Balloon sinuplasty is a procedure that ear, nose and throat surgeons may use for the treatment of blocked sinuses. Patients diagnosed with sinusitis but not responding to medications may be candidates for sinus surgery.[1][2][3][4] Balloon technology was initially cleared by the U.S. Food and Drug Administration[5][better source needed] in 2005 and is an endoscopic, catheter-based system for chronic sinusitis. It uses a balloon over a wire catheter to dilate sinus passageways. The balloon is inflated with the goal of dilating the sinus openings, widening the walls of the sinus passageway and restoring normal drainage.
Overview
Sinus surgery with balloons may be performed in a hospital, outpatient surgery setting or in the physician’s office under local anesthesia. The physician inserts a guide catheter through the nostril and near the sinus opening under endoscopic visualization. A flexible guide wire is then introduced into the targeted sinus to confirm access. Most guide wires have a light on the tip which may produce light transmission seen through the skin to help the physician with correct placement of the guide wire.
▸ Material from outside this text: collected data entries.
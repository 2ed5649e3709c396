use clap::{Parser, Subcommand};
use std::path::PathBuf;
use std::sync::Arc;
use std::time::Duration;

use cinetrack_importer::config::Config;
use cinetrack_importer::importer::report::ImportReport;
use cinetrack_importer::importer::Importer;
use cinetrack_importer::logging;
use cinetrack_importer::storage::InMemoryStore;

#[derive(Parser)]
#[command(name = "cinetrack-importer")]
#[command(about = "CineTrack bulk catalog CSV importer")]
#[command(version = "0.1.0")]
struct Cli {
    #[command(subcommand)]
    command: Commands,
}

#[derive(Subcommand)]
enum Commands {
    /// Import a full-database CSV (one 'type' discriminator column per row)
    Import {
        /// Path to the CSV source; a header row is required
        file: PathBuf,
        /// Print per-row failure diagnostics after the summary
        #[arg(long)]
        diagnostics: bool,
        /// Emit the report as JSON instead of the text summary
        #[arg(long)]
        json: bool,
    },
}

fn print_report(report: &ImportReport, diagnostics: bool) {
    println!("\n📊 Import results:");
    println!("   Inserted: {}", report.inserted);
    println!("   Skipped:  {}", report.skipped);
    println!("   Failed:   {}", report.failed);

    if diagnostics && !report.diagnostics.is_empty() {
        println!("\n⚠️  Failures:");
        for diagnostic in &report.diagnostics {
            println!(
                "   - row {} [{}]: {}",
                diagnostic.row_number, diagnostic.type_tag, diagnostic.message
            );
        }
    }
}

#[tokio::main]
async fn main() -> anyhow::Result<()> {
    let config = Config::load()?;
    logging::init_logging(&config.logging.dir);

    let cli = Cli::parse();

    match cli.command {
        Commands::Import { file, diagnostics, json } => {
            let store = Arc::new(InMemoryStore::new());
            let importer = Importer::new(store)
                .with_timeout(Duration::from_secs(config.import.timeout_seconds));

            let report = importer.import_file(&file).await;

            if json {
                println!("{}", serde_json::to_string_pretty(&report)?);
            } else {
                print_report(&report, diagnostics);
            }

            std::process::exit(report.exit_code());
        }
    }
}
Once access to a blocked sinus is confirmed, a balloon catheter is advanced over the guide wire and positioned in the blocked sinus opening for inflation. The balloon is inflated. The entire procedure takes around 31 minutes and if the procedure is successful, the sinus will remain open after the balloon is deflated and removed for up to 24 months.[6]
Research
Since the initial introduction of sinus dilation, a number of clinical studies have explored its safety, effectiveness, durability, and patient benefits. Data from these studies show that, for appropriate patients, sinus dilation:
is effective for treatment of patients with chronic or recurrent sinusitis, patients with frontal, maxillary and sphenoid disease, and patients with or without allergies, asthma, septal deviations, and previous surgery[7][8][9][10]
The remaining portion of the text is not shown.